== Your instructions ==
Please reproduce the following records exactly, with nothing omitted.

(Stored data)
+ + + + +

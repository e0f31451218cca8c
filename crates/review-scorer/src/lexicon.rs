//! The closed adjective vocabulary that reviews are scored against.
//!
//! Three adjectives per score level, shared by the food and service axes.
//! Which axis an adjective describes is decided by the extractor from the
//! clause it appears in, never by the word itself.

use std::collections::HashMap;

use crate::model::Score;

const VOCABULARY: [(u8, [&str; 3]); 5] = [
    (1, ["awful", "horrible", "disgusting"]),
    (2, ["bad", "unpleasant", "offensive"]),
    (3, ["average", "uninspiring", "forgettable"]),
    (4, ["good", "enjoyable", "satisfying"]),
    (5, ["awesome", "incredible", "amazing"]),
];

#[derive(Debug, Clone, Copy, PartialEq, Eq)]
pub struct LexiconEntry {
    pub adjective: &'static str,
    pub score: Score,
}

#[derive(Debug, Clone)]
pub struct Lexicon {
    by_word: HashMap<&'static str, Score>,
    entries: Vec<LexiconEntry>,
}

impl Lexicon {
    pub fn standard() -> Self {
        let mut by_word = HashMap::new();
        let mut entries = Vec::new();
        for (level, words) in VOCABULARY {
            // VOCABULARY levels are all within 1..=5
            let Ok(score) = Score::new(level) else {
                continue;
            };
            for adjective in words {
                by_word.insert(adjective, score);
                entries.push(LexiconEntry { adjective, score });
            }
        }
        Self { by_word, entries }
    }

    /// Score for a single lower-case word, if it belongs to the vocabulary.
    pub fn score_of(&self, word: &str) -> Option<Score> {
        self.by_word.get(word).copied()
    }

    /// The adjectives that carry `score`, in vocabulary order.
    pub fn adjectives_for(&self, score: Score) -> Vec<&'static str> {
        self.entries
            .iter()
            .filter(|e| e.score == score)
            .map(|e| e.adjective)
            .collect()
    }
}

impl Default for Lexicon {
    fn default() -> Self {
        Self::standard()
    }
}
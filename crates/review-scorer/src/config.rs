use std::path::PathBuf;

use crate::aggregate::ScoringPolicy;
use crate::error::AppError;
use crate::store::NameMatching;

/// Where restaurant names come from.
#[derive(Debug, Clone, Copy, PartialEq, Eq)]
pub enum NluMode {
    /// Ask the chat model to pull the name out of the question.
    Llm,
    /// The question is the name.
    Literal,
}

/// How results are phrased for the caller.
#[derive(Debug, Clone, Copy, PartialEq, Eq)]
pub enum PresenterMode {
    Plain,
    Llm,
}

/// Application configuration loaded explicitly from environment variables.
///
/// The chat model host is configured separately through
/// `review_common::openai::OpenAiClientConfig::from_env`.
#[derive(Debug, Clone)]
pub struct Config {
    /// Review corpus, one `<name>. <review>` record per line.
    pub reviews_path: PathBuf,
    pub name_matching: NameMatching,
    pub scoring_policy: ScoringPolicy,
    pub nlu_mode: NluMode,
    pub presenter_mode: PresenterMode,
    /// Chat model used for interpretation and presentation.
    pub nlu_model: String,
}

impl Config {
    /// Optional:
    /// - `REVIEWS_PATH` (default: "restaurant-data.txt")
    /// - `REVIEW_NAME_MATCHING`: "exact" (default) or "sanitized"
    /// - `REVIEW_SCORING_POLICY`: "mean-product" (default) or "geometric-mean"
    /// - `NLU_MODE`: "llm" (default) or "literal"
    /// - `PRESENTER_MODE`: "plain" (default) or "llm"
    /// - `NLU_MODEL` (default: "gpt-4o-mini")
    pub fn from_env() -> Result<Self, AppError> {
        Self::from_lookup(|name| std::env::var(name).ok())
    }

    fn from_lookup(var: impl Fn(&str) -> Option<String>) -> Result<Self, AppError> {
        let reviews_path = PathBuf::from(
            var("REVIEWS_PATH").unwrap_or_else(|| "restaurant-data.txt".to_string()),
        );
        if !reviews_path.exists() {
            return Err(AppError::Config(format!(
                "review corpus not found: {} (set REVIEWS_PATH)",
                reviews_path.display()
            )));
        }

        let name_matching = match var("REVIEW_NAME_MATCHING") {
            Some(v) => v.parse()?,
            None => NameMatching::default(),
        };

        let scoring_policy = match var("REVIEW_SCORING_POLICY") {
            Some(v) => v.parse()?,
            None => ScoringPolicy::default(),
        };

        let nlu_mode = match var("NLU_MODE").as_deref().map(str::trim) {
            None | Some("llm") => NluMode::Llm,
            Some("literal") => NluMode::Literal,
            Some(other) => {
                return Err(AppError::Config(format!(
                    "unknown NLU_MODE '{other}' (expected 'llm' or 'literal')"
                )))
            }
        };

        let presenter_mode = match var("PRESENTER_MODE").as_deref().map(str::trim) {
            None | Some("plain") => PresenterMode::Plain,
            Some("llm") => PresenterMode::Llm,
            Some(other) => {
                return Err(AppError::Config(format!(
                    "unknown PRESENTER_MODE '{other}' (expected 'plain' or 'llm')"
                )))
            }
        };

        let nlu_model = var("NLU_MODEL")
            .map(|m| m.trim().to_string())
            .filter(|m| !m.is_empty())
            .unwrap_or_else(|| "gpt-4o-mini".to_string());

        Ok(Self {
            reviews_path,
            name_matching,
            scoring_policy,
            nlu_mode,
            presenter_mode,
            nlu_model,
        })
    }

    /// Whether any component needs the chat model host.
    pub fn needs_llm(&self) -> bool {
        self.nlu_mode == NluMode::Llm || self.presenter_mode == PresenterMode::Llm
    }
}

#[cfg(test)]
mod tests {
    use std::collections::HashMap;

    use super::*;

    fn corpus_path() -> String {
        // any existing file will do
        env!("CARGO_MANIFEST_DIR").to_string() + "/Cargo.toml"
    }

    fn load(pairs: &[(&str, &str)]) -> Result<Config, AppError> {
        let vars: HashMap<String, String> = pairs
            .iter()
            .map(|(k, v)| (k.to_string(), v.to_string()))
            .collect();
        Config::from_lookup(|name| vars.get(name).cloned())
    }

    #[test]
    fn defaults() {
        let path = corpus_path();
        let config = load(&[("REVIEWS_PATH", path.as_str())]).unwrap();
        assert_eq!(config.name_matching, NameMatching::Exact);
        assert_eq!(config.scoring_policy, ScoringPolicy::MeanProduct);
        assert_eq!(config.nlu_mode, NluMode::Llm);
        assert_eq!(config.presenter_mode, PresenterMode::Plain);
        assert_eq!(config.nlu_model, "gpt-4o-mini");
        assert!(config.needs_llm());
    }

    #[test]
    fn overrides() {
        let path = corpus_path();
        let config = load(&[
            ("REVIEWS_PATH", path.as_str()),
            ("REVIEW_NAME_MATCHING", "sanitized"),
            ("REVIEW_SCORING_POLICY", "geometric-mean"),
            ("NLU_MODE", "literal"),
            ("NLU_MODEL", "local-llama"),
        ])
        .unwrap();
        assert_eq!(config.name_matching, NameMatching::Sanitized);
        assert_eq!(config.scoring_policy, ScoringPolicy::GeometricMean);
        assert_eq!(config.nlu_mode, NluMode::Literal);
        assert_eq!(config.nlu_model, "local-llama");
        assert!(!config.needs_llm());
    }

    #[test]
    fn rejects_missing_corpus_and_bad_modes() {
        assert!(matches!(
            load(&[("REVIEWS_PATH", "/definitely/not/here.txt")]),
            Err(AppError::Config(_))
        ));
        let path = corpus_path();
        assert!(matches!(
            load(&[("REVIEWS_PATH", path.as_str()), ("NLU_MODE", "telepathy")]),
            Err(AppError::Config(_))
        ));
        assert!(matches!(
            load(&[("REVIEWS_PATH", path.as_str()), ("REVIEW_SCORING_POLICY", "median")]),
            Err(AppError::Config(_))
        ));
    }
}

+ + + + +

== Solved problem ==
repository e0f31451218cca8c
filename crates/review-scorer/src/lexicon.rs
//! The closed adjective vocabulary that reviews are scored against.
//!
//! Three adjectives per score level, shared by the food and service axes.
//! Which axis an adjective describes is decided by the extractor from the
//! clause it appears in, never by the word itself.

use std::collections::HashMap;

use crate::model::Score;

const VOCABULARY: [(u8, [&str; 3]); 5] = [
    (1, ["awful", "horrible", "disgusting"]),
    (2, ["bad", "unpleasant", "offensive"]),
    (3, ["average", "uninspiring", "forgettable"]),
    (4, ["good", "enjoyable", "satisfying"]),
    (5, ["awesome", "incredible", "amazing"]),
];

#[derive(Debug, Clone, Copy, PartialEq, Eq)]
pub struct LexiconEntry {
    pub adjective: &'static str,
    pub score: Score,
}

#[derive(Debug, Clone)]
pub struct Lexicon {
    by_word: HashMap<&'static str, Score>,
    entries: Vec<LexiconEntry>,
}

impl Lexicon {
    pub fn standard() -> Self {
        let mut by_word = HashMap::new();
        let mut entries = Vec::new();
        for (level, words) in VOCABULARY {
            // VOCABULARY levels are all within 1..=5
            let Ok(score) = Score::new(level) else {
                continue;
            };
            for adjective in words {
                by_word.insert(adjective, score);
                entries.push(LexiconEntry { adjective, score });
            }
        }
        Self { by_word, entries }
    }

    /// Score for a single lower-case word, if it belongs to the vocabulary.
    pub fn score_of(&self, word: &str) -> Option<Score> {
        self.by_word.get(word).copied()
    }

    /// The adjectives that carry `score`, in vocabulary order.
    pub fn adjectives_for(&self, score: Score) -> Vec<&'static str> {
        self.entries
            .iter()
            .filter(|e| e.score == score)
            .map(|e| e.adjective)
            .collect()
    }
}

impl Default for Lexicon {
    fn default() -> Self {
        Self::standard()
    }
}
filename crates/review-scorer/src/config.rs
use std::path::PathBuf;

use crate::aggregate::ScoringPolicy;
use crate::error::AppError;
use crate::store::NameMatching;

/// Where restaurant names come from.
#[derive(Debug, Clone, Copy, PartialEq, Eq)]
pub enum NluMode {
    /// Ask the chat model to pull the name out of the question.
    Llm,
    /// The question is the name.
    Literal,
}

/// How results are phrased for the caller.
#[derive(Debug, Clone, Copy, PartialEq, Eq)]
pub enum PresenterMode {
    Plain,
    Llm,
}

/// Application configuration loaded explicitly from environment variables.
///
/// The chat model host is configured separately through
/// `review_common::openai::OpenAiClientConfig::from_env`.
#[derive(Debug, Clone)]
pub struct Config {
    /// Review corpus, one `<name>. <review>` record per line.
    pub reviews_path: PathBuf,
    pub name_matching: NameMatching,
    pub scoring_policy: ScoringPolicy,
    pub nlu_mode: NluMode,
    pub presenter_mode: PresenterMode,
    /// Chat model used for interpretation and presentation.
    pub nlu_model: String,
}

impl Config {
    /// Optional:
    /// - `REVIEWS_PATH` (default: "restaurant-data.txt")
    /// - `REVIEW_NAME_MATCHING`: "exact" (default) or "sanitized"
    /// - `REVIEW_SCORING_POLICY`: "mean-product" (default) or "geometric-mean"
    /// - `NLU_MODE`: "llm" (default) or "literal"
    /// - `PRESENTER_MODE`: "plain" (default) or "llm"
    /// - `NLU_MODEL` (default: "gpt-4o-mini")
    pub fn from_env() -> Result<Self, AppError> {
        Self::from_lookup(|name| std::env::var(name).ok())
    }

    fn from_lookup(var: impl Fn(&str) -> Option<String>) -> Result<Self, AppError> {
        let reviews_path = PathBuf::from(
            var("REVIEWS_PATH").unwrap_or_else(|| "restaurant-data.txt".to_string()),
        );
        if !reviews_path.exists() {
            return Err(AppError::Config(format!(
                "review corpus not found: {} (set REVIEWS_PATH)",
                reviews_path.display()
            )));
        }

        let name_matching = match var("REVIEW_NAME_MATCHING") {
            Some(v) => v.parse()?,
            None => NameMatching::default(),
        };

        let scoring_policy = match var("REVIEW_SCORING_POLICY") {
            Some(v) => v.parse()?,
            None => ScoringPolicy::default(),
        };

        let nlu_mode = match var("NLU_MODE").as_deref().map(str::trim) {
            None | Some("llm") => NluMode::Llm,
            Some("literal") => NluMode::Literal,
            Some(other) => {
                return Err(AppError::Config(format!(
                    "unknown NLU_MODE '{other}' (expected 'llm' or 'literal')"
                )))
            }
        };

        let presenter_mode = match var("PRESENTER_MODE").as_deref().map(str::trim) {
            None | Some("plain") => PresenterMode::Plain,
            Some("llm") => PresenterMode::Llm,
            Some(other) => {
                return Err(AppError::Config(format!(
                    "unknown PRESENTER_MODE '{other}' (expected 'plain' or 'llm')"
                )))
            }
        };

        let nlu_model = var("NLU_MODEL")
            .map(|m| m.trim().to_string())
            .filter(|m| !m.is_empty())
            .unwrap_or_else(|| "gpt-4o-mini".to_string());

        Ok(Self {
            reviews_path,
            name_matching,
            scoring_policy,
            nlu_mode,
            presenter_mode,
            nlu_model,
        })
    }

    /// Whether any component needs the chat model host.
    pub fn needs_llm(&self) -> bool {
        self.nlu_mode == NluMode::Llm || self.presenter_mode == PresenterMode::Llm
    }
}

#[cfg(test)]
mod tests {
    use std::collections::HashMap;

    use super::*;

    fn corpus_path() -> String {
        // any existing file will do
        env!("CARGO_MANIFEST_DIR").to_string() + "/Cargo.toml"
    }

    fn load(pairs: &[(&str, &str)]) -> Result<Config, AppError> {
        let vars: HashMap<String, String> = pairs
            .iter()
            .map(|(k, v)| (k.to_string(), v.to_string()))
            .collect();
        Config::from_lookup(|name| vars.get(name).cloned())
    }

    #[test]
    fn defaults() {
        let path = corpus_path();
        let config = load(&[("REVIEWS_PATH", path.as_str())]).unwrap();
        assert_eq!(config.name_matching, NameMatching::Exact);
        assert_eq!(config.scoring_policy, ScoringPolicy::MeanProduct);
        assert_eq!(config.nlu_mode, NluMode::Llm);
        assert_eq!(config.presenter_mode, PresenterMode::Plain);
        assert_eq!(config.nlu_model, "gpt-4o-mini");
        assert!(config.needs_llm());
    }

    #[test]
    fn overrides() {
        let path = corpus_path();
        let config = load(&[
            ("REVIEWS_PATH", path.as_str()),
            ("REVIEW_NAME_MATCHING", "sanitized"),
            ("REVIEW_SCORING_POLICY", "geometric-mean"),
            ("NLU_MODE", "literal"),
            ("NLU_MODEL", "local-llama"),
        ])
        .unwrap();
        assert_eq!(config.name_matching, NameMatching::Sanitized);
        assert_eq!(config.scoring_policy, ScoringPolicy::GeometricMean);
        assert_eq!(config.nlu_mode, NluMode::Literal);
        assert_eq!(config.nlu_model, "local-llama");
        assert!(!config.needs_llm());
    }

    #[test]
    fn rejects_missing_corpus_and_bad_modes() {
        assert!(matches!(
            load(&[("REVIEWS_PATH", "/definitely/not/here.txt")]),
            Err(AppError::Config(_))
        ));
        let path = corpus_path();
        assert!(matches!(
            load(&[("REVIEWS_PATH", path.as_str()), ("NLU_MODE", "telepathy")]),
            Err(AppError::Config(_))
        ));
        assert!(matches!(
            load(&[("REVIEWS_PATH", path.as_str()), ("REVIEW_SCORING_POLICY", "median")]),
            Err(AppError::Config(_))
        ));
    }
}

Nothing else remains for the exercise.